Imposing negative rates was expected to weaken the yen as investors would essentially have to pay to hold money with Japan's central bank. But the small scale of the policy, only affecting certain deposits, and continued fears of a global economic slowdown have overpowered the bank's action.

Monday's moves chased the dollar to its lowest against the yen since mid-November 2014.

"A bit of it is positioning," said Charles St-Arnaud, senior strategist and economist at Nomura Securities International in London.

"They still believe that negative rates are the right policy for (the BoJ), but the market is starting to question the usefulness of the policy and how much of an impact it will have."

Because of its low interest rate, the yen is often used to fund trades of more risky assets. In times of turmoil, investors unwind those bets and buy the Japanese currency.

The dollar was last down .91 percent to 115.758 yen.

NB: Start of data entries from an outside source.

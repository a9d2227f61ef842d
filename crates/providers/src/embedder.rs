//! Adapts a `Provider`'s embeddings endpoint to the `EmbeddingProvider` trait.

use std::sync::Arc;

use async_trait::async_trait;
use runcoach_core::error::ProviderError;
use runcoach_core::provider::{EmbeddingRequest, Provider};
use runcoach_core::EmbeddingProvider;
use tracing::debug;

/// Embeds text through a chat provider's `/embeddings` endpoint with a fixed model.
pub struct ProviderEmbedder {
    provider: Arc<dyn Provider>,
    model: String,
}

impl ProviderEmbedder {
    pub fn new(provider: Arc<dyn Provider>, model: impl Into<String>) -> Self {
        Self {
            provider,
            model: model.into(),
        }
    }
}

#[async_trait]
impl EmbeddingProvider for ProviderEmbedder {
    fn model(&self) -> &str {
        &self.model
    }

    async fn embed(&self, texts: &[String]) -> std::result::Result<Vec<Vec<f32>>, ProviderError> {
        if texts.is_empty() {
            return Ok(Vec::new());
        }

        let response = self
            .provider
            .embed(EmbeddingRequest {
                model: self.model.clone(),
                inputs: texts.to_vec(),
            })
            .await?;

        if response.embeddings.len() != texts.len() {
            return Err(ProviderError::ApiError {
                status_code: 200,
                message: format!(
                    "Expected {} embeddings, got {}",
                    texts.len(),
                    response.embeddings.len()
                ),
            });
        }

        debug!(
            provider = %self.provider.name(),
            model = %self.model,
            count = texts.len(),
            "Embedded batch"
        );
        Ok(response.embeddings)
    }
}
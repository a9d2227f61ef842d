//! `runcoach ingest`: Build the knowledge index.

use std::path::Path;

use runcoach_agent::Coach;

pub async fn run(config_path: Option<&Path>, force: bool) -> Result<(), Box<dyn std::error::Error>> {
    let config = super::load_config(config_path)?;
    let coach = Coach::from_config(&config)?;

    println!("📚 Documents: {}", config.knowledge.documents_dir.display());
    println!("   Index:     {}", config.knowledge.index_dir.display());
    println!("   Embedding: {} ({})", config.embedding.model, config.embedding_provider());

    if force {
        coach.index().rebuild().await?;
    } else {
        coach.initialize().await?;
    }

    println!("✅ Knowledge base ready: {:?}", coach.index().status().await);
    Ok(())
}
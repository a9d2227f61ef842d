//! Knowledge base for RunCoach.
//!
//! Ingests reference documents from a directory, splits them into
//! overlapping chunks, embeds each chunk and persists the result as an
//! index directory. Queries embed the question with the same model and
//! return the closest chunks with their source attribution.
//!
//! The index moves `Uninitialized → (Loading | Building) → Ready`; a failed
//! load or build returns it to `Uninitialized`.

pub mod index;
pub mod loader;
pub mod result;
pub mod similarity;
pub mod splitter;
pub mod store;

pub use index::{IndexStatus, KnowledgeIndex};
pub use loader::Document;
pub use result::{RetrievalResult, RetrievedChunk, NO_RESULTS};
pub use splitter::TextSplitter;
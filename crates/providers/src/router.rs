//! Provider router: selects the correct LLM provider based on config.
//!
//! Handles provider creation and lookup, and builds the embedding provider
//! that ingestion and queries share.

use std::collections::HashMap;
use std::sync::Arc;
use runcoach_config::AppConfig;
use runcoach_core::provider::Provider;
use crate::embedder::ProviderEmbedder;
use crate::openai_compat::OpenAiCompatProvider;

/// Routes LLM requests to the correct provider.
pub struct ProviderRouter {
    providers: HashMap<String, Arc<dyn Provider>>,
    default_provider: String,
}

impl ProviderRouter {
    /// Create a new router with a default provider.
    pub fn new(default_provider: impl Into<String>) -> Self {
        Self {
            providers: HashMap::new(),
            default_provider: default_provider.into(),
        }
    }

    /// Register a provider.
    pub fn register(&mut self, name: impl Into<String>, provider: Arc<dyn Provider>) {
        self.providers.insert(name.into(), provider);
    }

    /// Get the default provider.
    pub fn default(&self) -> Option<Arc<dyn Provider>> {
        self.providers.get(&self.default_provider).cloned()
    }

    /// Get a specific provider by name.
    pub fn get(&self, name: &str) -> Option<Arc<dyn Provider>> {
        self.providers.get(name).cloned()
    }

    /// List all registered provider names.
    pub fn list(&self) -> Vec<&str> {
        self.providers.keys().map(|s| s.as_str()).collect()
    }
}

/// Build providers from configuration.
///
/// Every configured provider is registered, plus the default chat provider
/// and the embedding provider even when they have no explicit section.
pub fn build_from_config(config: &AppConfig) -> ProviderRouter {
    let mut router = ProviderRouter::new(&config.default_provider);

    for name in config.providers.keys() {
        router.register(name.clone(), Arc::new(provider_for(config, name)));
    }

    for name in [config.default_provider.as_str(), config.embedding_provider()] {
        if router.get(name).is_none() {
            router.register(name.to_string(), Arc::new(provider_for(config, name)));
        }
    }

    router
}

/// Build the embedding provider named in `[embedding]`.
pub fn build_embedder(config: &AppConfig, router: &ProviderRouter) -> ProviderEmbedder {
    let name = config.embedding_provider();
    let provider = router
        .get(name)
        .unwrap_or_else(|| Arc::new(provider_for(config, name)));
    ProviderEmbedder::new(provider, config.embedding.model.clone())
}

fn provider_for(config: &AppConfig, name: &str) -> OpenAiCompatProvider {
    let provider_config = config.providers.get(name);

    let api_key = provider_config
        .and_then(|p| p.api_key.clone())
        .or_else(|| config.api_key.clone())
        .unwrap_or_default();

    let base_url = provider_config
        .and_then(|p| p.api_url.clone())
        .unwrap_or_else(|| default_base_url(name));

    OpenAiCompatProvider::new(name, base_url, api_key)
}

/// Get the default base URL for well-known providers.
pub fn default_base_url(provider_name: &str) -> String {
    match provider_name {
        "openrouter" => "https://openrouter.ai/api/v1".into(),
        "openai" => "https://api.openai.com/v1".into(),
        "ollama" => "http://localhost:11434/v1".into(),
        "groq" => "https://api.groq.com/openai/v1".into(),
        "together" => "https://api.together.xyz/v1".into(),
        "vllm" => "http://localhost:8000/v1".into(),
        "llamacpp" | "llama.cpp" => "http://localhost:8080/v1".into(),
        _ => format!("https://{provider_name}.api.example.com/v1"),
    }
}

#[cfg(test)]
mod tests {
    use super::*;
    use runcoach_config::ProviderConfig;
    use runcoach_core::EmbeddingProvider;

    #[test]
    fn router_register_and_lookup() {
        let mut router = ProviderRouter::new("openrouter");
        let provider = Arc::new(OpenAiCompatProvider::openrouter("sk-test"));
        router.register("openrouter", provider);

        assert!(router.get("openrouter").is_some());
        assert!(router.get("nonexistent").is_none());
        assert!(router.default().is_some());
    }

    #[test]
    fn default_base_urls() {
        assert!(default_base_url("openrouter").contains("openrouter.ai"));
        assert!(default_base_url("openai").contains("api.openai.com"));
        assert!(default_base_url("ollama").contains("localhost:11434"));
    }

    #[test]
    fn build_from_default_config_registers_chat_and_embedding() {
        let config = AppConfig::default();
        let router = build_from_config(&config);
        assert!(router.default().is_some());
        assert!(router.get("openai").is_some());
        let mut names = router.list();
        names.sort();
        assert_eq!(names, vec!["openai", "openrouter"]);
    }

    #[test]
    fn configured_provider_uses_custom_url() {
        let mut config = AppConfig {
            default_provider: "local".into(),
            ..AppConfig::default()
        };
        config.embedding.provider = None;
        config.providers.insert(
            "local".into(),
            ProviderConfig {
                api_key: None,
                api_url: Some("http://127.0.0.1:9000/v1".into()),
                default_model: None,
            },
        );
        let provider = provider_for(&config, "local");
        assert_eq!(provider.base_url(), "http://127.0.0.1:9000/v1");

        let router = build_from_config(&config);
        assert_eq!(router.list(), vec!["local"]);
    }

    #[test]
    fn embedder_uses_configured_model() {
        let config = AppConfig::default();
        let router = build_from_config(&config);
        let embedder = build_embedder(&config, &router);
        assert_eq!(embedder.model(), "text-embedding-3-small");
    }
}
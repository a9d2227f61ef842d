//! EmbeddingProvider trait: maps text to fixed-dimension vectors.
//!
//! The same provider must be used for ingestion and for queries, otherwise
//! similarity scores are meaningless.

use async_trait::async_trait;
use crate::error::ProviderError;

#[async_trait]
pub trait EmbeddingProvider: Send + Sync {
    /// Identifier of the embedding model (recorded in the index manifest).
    fn model(&self) -> &str;

    /// Embed a batch of texts, one vector per input, in input order.
    async fn embed(&self, texts: &[String]) -> std::result::Result<Vec<Vec<f32>>, ProviderError>;

    /// Embed a single text.
    async fn embed_one(&self, text: &str) -> std::result::Result<Vec<f32>, ProviderError> {
        let mut vectors = self.embed(&[text.to_string()]).await?;
        vectors.pop().ok_or_else(|| ProviderError::ApiError {
            status_code: 200,
            message: "Embedding response contained no vectors".into(),
        })
    }
}

#[cfg(test)]
mod tests {
    use super::*;

    struct LengthEmbedder;

    #[async_trait]
    impl EmbeddingProvider for LengthEmbedder {
        fn model(&self) -> &str {
            "length"
        }

        async fn embed(&self, texts: &[String]) -> std::result::Result<Vec<Vec<f32>>, ProviderError> {
            Ok(texts.iter().map(|t| vec![t.len() as f32, 1.0]).collect())
        }
    }

    struct EmptyEmbedder;

    #[async_trait]
    impl EmbeddingProvider for EmptyEmbedder {
        fn model(&self) -> &str {
            "empty"
        }

        async fn embed(&self, _texts: &[String]) -> std::result::Result<Vec<Vec<f32>>, ProviderError> {
            Ok(vec![])
        }
    }

    #[tokio::test]
    async fn embed_one_returns_single_vector() {
        let v = LengthEmbedder.embed_one("tempo").await.unwrap();
        assert_eq!(v, vec![5.0, 1.0]);
    }

    #[tokio::test]
    async fn embed_one_errors_on_empty_response() {
        let err = EmptyEmbedder.embed_one("tempo").await.unwrap_err();
        assert!(err.to_string().contains("no vectors"));
    }
}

The euro also posted gains against the dollar, rising 0.5 percent to touch a session high of $1.1215.

The dollar index, which weighs the dollar against six major world currencies, fell 0.34 percent to 96.70.

The dollar has trended down in line with drops in oil and U.S. stock prices this year. The S&P 500 fell more than 3 percent during the day and is down more than 9 percent so far this year.

Crude futures dipped around 3 percent on Monday, a third straight session of losses, and fell below $30 a barrel.

"The dollar was rising as asset prices were rising, in a risk-on environment," said Axel Merk, president and portfolio manager at Merk Hard Currency Fund in Palo Alto, California. "So it shouldn't be too surprising that the dollar is not the so-called safe haven when asset prices are coming down."